La imagen del «punto azul pálido» fue popularizada por Sagan como ejemplo de nuestra insignificancia cósmica. Toda la historia de la humanidad se ha concentrado en ese insignificante y pequeño punto. Y, sin embargo, al mismo tiempo la fotografía nos muestra de lo que es capaz el ser humano. Una especie de primates más o menos inteligentes que apareció recientemente en la historia de la Tierra ha sido capaz de enviar un mensajero robótico fuera del sistema solar para fotografiar su planeta natal desde miles de millones de kilómetros de distancia. ¿No es impresionante? Y es que, parafraseando a Sagan, a pesar de nuestras miserias, el ser humano es capaz de cosas maravillosas cuando se lo propone. Las Voyager seguirán con su eterno viaje interestelar, aunque sus sistemas dejarán de funcionar y se apagarán para siempre dentro de unos años. En el improbable caso de que una civilización tecnológica las encuentre en medio del vacío, las dos naves llevan unos discos analógicos con imágenes y sonidos de la Tierra. Cuando ya no estemos aquí, cuando la humanidad haya desaparecido, cuando el Sol haya destruido la Tierra tras convertirse en una gigante roja, las dos Voyager seguirán vagando por el cosmos con sus mensajes, un recordatorio de que, una vez, en un pequeño rincón de la Vía Láctea vivieron seres inteligentes que amaron, sufrieron y se preguntaron si estaban solos en la vastedad del universo. Quizá lo único que quede de nosotros después de miles de millones de años sean esos dos discos dorados. Y quizá algún alienígena en un futuro lejano intentará descifrar, seguramente sin éxito, los mensajes grabados en ellos. «Hola de parte de los niños del planeta Tierra», dice uno de esos mensajes de voz, grabado por un pequeño niño de seis años que no era otro que Nick Sagan, uno de los hijos de Carl Sagan.

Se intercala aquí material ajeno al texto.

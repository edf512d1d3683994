// Copyright (c) 2025 Geoffrey Huntley <ghuntley@ghuntley.com>. All rights reserved.
// SPDX-License-Identifier: Proprietary

use thiserror::Error;

pub type Result<T> = std::result::Result<T, SchedulerError>;

#[derive(Debug, Error)]
pub enum SchedulerError {
	#[error("Scheduler already running")]
	AlreadyRunning,

	#[error("Scheduler not running")]
	NotRunning,

	#[error("Invalid scheduler configuration: {0}")]
	InvalidConfig(String),

	#[error("Scheduler task failed: {0}")]
	TaskFailed(String),
}
// Copyright (c) 2025 Geoffrey Huntley <ghuntley@ghuntley.com>. All rights reserved.
// SPDX-License-Identifier: Proprietary

use sqlx::sqlite::{SqliteConnectOptions, SqliteJournalMode, SqlitePool, SqliteSynchronous};
use std::str::FromStr;
use std::time::Duration;

use crate::error::DbError;

/// Create a SqlitePool with WAL mode, foreign keys and a busy timeout.
///
/// Several workers may share one database file; the busy timeout lets a
/// conditional update wait for a competing writer instead of failing.
///
/// # Errors
/// Returns `DbError::Internal` if the URL is invalid or connection fails.
#[tracing::instrument(skip(database_url))]
pub async fn create_pool(database_url: &str) -> Result<SqlitePool, DbError> {
	let options = SqliteConnectOptions::from_str(database_url)
		.map_err(|e| DbError::Internal(format!("Invalid database URL: {e}")))?
		.journal_mode(SqliteJournalMode::Wal)
		.synchronous(SqliteSynchronous::Normal)
		.foreign_keys(true)
		.busy_timeout(Duration::from_secs(5))
		.create_if_missing(true);

	let pool = SqlitePool::connect_with(options).await?;

	tracing::debug!("database pool created");
	Ok(pool)
}
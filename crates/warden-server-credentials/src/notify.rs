// Copyright (c) 2025 Geoffrey Huntley <ghuntley@ghuntley.com>. All rights reserved.
// SPDX-License-Identifier: Proprietary

use std::sync::Arc;
use tokio::sync::Notify;

/// Wakes the renewal scheduler early when the token schedule changes.
///
/// A notification sent while the scheduler is busy is remembered and
/// consumed by its next wait, so changes between ticks are never lost.
#[derive(Debug, Clone, Default)]
pub struct ScheduleNotifier {
	inner: Arc<Notify>,
}

impl ScheduleNotifier {
	pub fn new() -> Self {
		Self::default()
	}

	pub fn notify(&self) {
		self.inner.notify_one();
	}

	pub async fn notified(&self) {
		self.inner.notified().await;
	}
}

Pocas ramas de la ciencia existen que sean más inspiradoras que la astronomía. Hay quienes piensan que la ciencia es incompatible con el romanticismo o el humanismo. Todo lo contrario. Más allá de los beneficios tecnológicos de los que todos disfrutamos, gracias a la ciencia somos conscientes de nuestro lugar en el cosmos. La solución a los muchos males que aquejan nuestro planeta y a nosotros no es menos ciencia, sino más. El tremendo poder de la astronomía para inspirar a los más jóvenes es una oportunidad maravillosa para introducir a las nuevas generaciones en los diferentes campos de la ciencia y cultivar las vocaciones científicas.